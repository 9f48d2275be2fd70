pub mod actor;
pub mod metrics;
pub mod tracing;

pub use actor::ActorContext;
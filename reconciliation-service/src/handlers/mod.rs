pub mod health;
pub mod payments;
pub mod sepa;
pub mod statements;

pub use health::{health_check, metrics_handler, readiness_check};
//! Invoice CRUD and outgoing lifecycle integration tests.

mod common;

use common::spawn_app;
use serde_json::{json, Value};

#[tokio::test]
async fn health_and_metrics_endpoints_respond() {
    let app = spawn_app().await;
    assert_eq!(app.get("/health").await.status().as_u16(), 200);
    assert_eq!(app.get("/ready").await.status().as_u16(), 200);
    app.create_invoice("M-1", "outgoing").await;

    let response = app.get("/metrics").await;
    assert_eq!(response.status().as_u16(), 200);
    let body = response.text().await.unwrap();
    assert!(body.contains("invoicing_invoices_total"));
}

#[tokio::test]
async fn create_invoice_starts_as_draft() {
    let app = spawn_app().await;
    let invoice = app.create_invoice("FR-2025-001", "incoming").await;

    assert_eq!(invoice["status"], "draft");
    assert_eq!(invoice["currency"], "EUR");
    assert_eq!(invoice["amount"], "1250.00");
    assert!(invoice["approval_workflow"].is_null());
    assert_eq!(invoice["audit_trail"][0]["action"], "invoice_created");
    assert_eq!(invoice["audit_trail"][0]["actor"], "u-clerk");

    let id = invoice["id"].as_str().unwrap();
    let fetched: Value = app
        .get(&format!("/invoices/{}", id))
        .await
        .json()
        .await
        .unwrap();
    assert_eq!(fetched, invoice);
}

#[tokio::test]
async fn invalid_invoice_requests_are_rejected() {
    let app = spawn_app().await;
    let response = app
        .post(
            "/invoices",
            &json!({ "number": "", "counterparty": "X", "amount": "10", "direction": "incoming" }),
        )
        .await;
    assert_eq!(response.status().as_u16(), 422);

    let response = app
        .post(
            "/invoices",
            &json!({ "number": "F-1", "counterparty": "X", "amount": "-5", "direction": "incoming" }),
        )
        .await;
    assert_eq!(response.status().as_u16(), 422);

    let response = app
        .post_anonymous(
            "/invoices",
            &json!({ "number": "F-2", "counterparty": "X", "amount": "5", "direction": "incoming" }),
        )
        .await;
    assert_eq!(response.status().as_u16(), 401);
}

#[tokio::test]
async fn duplicate_number_is_a_conflict() {
    let app = spawn_app().await;
    app.create_invoice("FV-7", "outgoing").await;
    let response = app
        .post(
            "/invoices",
            &json!({ "number": "FV-7", "counterparty": "Y", "amount": "1", "direction": "outgoing" }),
        )
        .await;
    assert_eq!(response.status().as_u16(), 409);

    // same number on the other track is a different invoice
    app.create_invoice("FV-7", "incoming").await;
}

#[tokio::test]
async fn outgoing_invoice_is_submitted_verified_and_sent() {
    let app = spawn_app().await;
    let invoice = app.create_invoice("FV-2025-010", "outgoing").await;
    let id = invoice["id"].as_str().unwrap();

    let response = app.post(&format!("/invoices/{}/send", id), &json!({})).await;
    assert_eq!(response.status().as_u16(), 409);

    for (step, status) in [("submit", "submitted"), ("verify", "verified"), ("send", "sent")] {
        let response = app
            .post(&format!("/invoices/{}/{}", id, step), &json!({}))
            .await;
        assert_eq!(response.status().as_u16(), 200);
        let body: Value = response.json().await.unwrap();
        assert_eq!(body["status"], status);
    }

    let audit: Value = app
        .get(&format!("/invoices/{}/audit", id))
        .await
        .json()
        .await
        .unwrap();
    assert_eq!(audit.as_array().unwrap().len(), 4);
}

#[tokio::test]
async fn list_filters_by_direction_and_status() {
    let app = spawn_app().await;
    app.create_invoice("A-1", "incoming").await;
    app.create_invoice("A-2", "outgoing").await;
    app.pending_invoice("A-3", 1).await;

    let incoming: Vec<Value> = app
        .get("/invoices?direction=incoming")
        .await
        .json()
        .await
        .unwrap();
    assert_eq!(incoming.len(), 2);

    let pending: Vec<Value> = app
        .get("/invoices?status=pending_approval")
        .await
        .json()
        .await
        .unwrap();
    assert_eq!(pending.len(), 1);
    assert_eq!(pending[0]["number"], "A-3");
}

#[tokio::test]
async fn unknown_invoice_is_not_found() {
    let app = spawn_app().await;
    let response = app
        .get("/invoices/00000000-0000-0000-0000-000000000000")
        .await;
    assert_eq!(response.status().as_u16(), 404);
}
========================================
Copy each line above that contains the word "json".

use serde_json::{json, Value};
        .json()
            &json!({ "number": "", "counterparty": "X", "amount": "10", "direction": "incoming" }),
            &json!({ "number": "F-1", "counterparty": "X", "amount": "-5", "direction": "incoming" }),
            &json!({ "number": "F-2", "counterparty": "X", "amount": "5", "direction": "incoming" }),
            &json!({ "number": "FV-7", "counterparty": "Y", "amount": "1", "direction": "outgoing" }),
    let response = app.post(&format!("/invoices/{}/send", id), &json!({})).await;
            .post(&format!("/invoices/{}/{}", id, step), &json!({}))
        let body: Value = response.json().await.unwrap();
        .json()
        .json()
        .json()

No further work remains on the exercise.